For the entries below, the result should be an exact transcription of the lines from the one with "repository b762d84874319c92" up to and including the one with "if the blocking", and only those.

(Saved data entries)
»»

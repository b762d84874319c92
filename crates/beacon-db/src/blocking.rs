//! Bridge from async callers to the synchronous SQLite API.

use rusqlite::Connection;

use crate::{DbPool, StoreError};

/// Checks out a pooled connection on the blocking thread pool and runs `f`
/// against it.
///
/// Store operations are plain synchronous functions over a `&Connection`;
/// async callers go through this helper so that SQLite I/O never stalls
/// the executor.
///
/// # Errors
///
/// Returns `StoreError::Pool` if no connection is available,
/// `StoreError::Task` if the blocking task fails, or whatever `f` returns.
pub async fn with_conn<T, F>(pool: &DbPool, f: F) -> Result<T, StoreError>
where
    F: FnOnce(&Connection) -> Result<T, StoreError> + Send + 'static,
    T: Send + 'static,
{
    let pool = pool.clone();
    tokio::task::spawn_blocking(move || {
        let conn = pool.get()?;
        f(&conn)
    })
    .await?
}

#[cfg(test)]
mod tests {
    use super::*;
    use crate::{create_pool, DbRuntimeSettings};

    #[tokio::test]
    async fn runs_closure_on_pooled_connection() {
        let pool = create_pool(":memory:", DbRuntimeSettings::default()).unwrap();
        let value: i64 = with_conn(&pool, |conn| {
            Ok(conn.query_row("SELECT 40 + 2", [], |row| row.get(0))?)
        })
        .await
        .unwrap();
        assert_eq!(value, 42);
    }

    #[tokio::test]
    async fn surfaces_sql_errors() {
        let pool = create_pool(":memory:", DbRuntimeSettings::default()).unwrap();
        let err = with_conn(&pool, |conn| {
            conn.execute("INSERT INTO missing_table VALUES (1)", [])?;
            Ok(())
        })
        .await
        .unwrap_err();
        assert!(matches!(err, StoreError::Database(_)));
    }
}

««
»»

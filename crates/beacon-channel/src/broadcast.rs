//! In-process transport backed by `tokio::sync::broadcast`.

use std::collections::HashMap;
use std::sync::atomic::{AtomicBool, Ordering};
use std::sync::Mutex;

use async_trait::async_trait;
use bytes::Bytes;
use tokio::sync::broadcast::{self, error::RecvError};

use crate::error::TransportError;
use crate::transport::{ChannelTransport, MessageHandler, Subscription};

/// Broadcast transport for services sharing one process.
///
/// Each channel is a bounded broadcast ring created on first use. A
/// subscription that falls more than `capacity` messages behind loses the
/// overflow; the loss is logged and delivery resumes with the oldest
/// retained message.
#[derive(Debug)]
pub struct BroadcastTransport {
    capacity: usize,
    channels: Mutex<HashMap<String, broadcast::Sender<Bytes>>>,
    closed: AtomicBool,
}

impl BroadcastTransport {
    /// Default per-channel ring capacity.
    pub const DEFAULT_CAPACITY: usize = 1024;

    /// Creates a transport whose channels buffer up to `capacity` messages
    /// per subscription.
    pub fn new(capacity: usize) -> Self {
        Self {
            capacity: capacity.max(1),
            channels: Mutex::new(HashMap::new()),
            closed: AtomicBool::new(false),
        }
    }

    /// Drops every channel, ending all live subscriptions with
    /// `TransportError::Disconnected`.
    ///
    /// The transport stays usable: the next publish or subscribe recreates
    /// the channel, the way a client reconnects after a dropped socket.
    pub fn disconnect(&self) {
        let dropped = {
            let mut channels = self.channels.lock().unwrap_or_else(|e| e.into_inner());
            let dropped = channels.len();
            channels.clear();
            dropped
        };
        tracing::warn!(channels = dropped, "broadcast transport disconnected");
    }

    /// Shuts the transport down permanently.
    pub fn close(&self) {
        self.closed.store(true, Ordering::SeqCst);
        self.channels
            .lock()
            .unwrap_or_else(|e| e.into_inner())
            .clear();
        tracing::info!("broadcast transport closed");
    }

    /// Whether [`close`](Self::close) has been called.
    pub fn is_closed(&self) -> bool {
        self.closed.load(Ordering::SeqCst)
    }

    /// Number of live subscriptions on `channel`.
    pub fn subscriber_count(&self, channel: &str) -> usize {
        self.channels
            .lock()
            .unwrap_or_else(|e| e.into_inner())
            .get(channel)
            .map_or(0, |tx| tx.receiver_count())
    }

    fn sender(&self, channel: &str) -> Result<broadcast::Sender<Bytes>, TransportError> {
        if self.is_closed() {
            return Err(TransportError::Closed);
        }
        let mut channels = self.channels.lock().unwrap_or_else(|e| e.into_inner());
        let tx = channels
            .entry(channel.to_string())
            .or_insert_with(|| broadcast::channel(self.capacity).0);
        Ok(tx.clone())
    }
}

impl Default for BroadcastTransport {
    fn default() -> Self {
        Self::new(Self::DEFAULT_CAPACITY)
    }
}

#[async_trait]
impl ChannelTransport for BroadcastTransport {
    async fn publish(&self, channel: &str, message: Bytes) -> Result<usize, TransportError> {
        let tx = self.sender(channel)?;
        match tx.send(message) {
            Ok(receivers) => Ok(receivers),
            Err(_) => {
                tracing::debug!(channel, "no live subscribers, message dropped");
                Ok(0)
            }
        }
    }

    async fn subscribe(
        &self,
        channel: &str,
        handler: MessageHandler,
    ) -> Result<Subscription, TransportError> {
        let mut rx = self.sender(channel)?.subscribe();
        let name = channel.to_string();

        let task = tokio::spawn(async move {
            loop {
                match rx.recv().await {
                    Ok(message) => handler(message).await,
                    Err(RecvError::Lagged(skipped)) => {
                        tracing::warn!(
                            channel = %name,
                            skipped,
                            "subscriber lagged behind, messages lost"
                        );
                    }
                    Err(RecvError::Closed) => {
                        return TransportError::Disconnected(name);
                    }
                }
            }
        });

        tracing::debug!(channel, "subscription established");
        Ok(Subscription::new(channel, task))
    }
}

««

**SOLUTION FOR THIS EXERCISE**
repository b762d84874319c92
filename crates/beacon-db/src/blocking.rs
//! Bridge from async callers to the synchronous SQLite API.

use rusqlite::Connection;

use crate::{DbPool, StoreError};

/// Checks out a pooled connection on the blocking thread pool and runs `f`
/// against it.
///
/// Store operations are plain synchronous functions over a `&Connection`;
/// async callers go through this helper so that SQLite I/O never stalls
/// the executor.
///
/// # Errors
///
/// Returns `StoreError::Pool` if no connection is available,
/// `StoreError::Task` if the blocking task fails, or whatever `f` returns.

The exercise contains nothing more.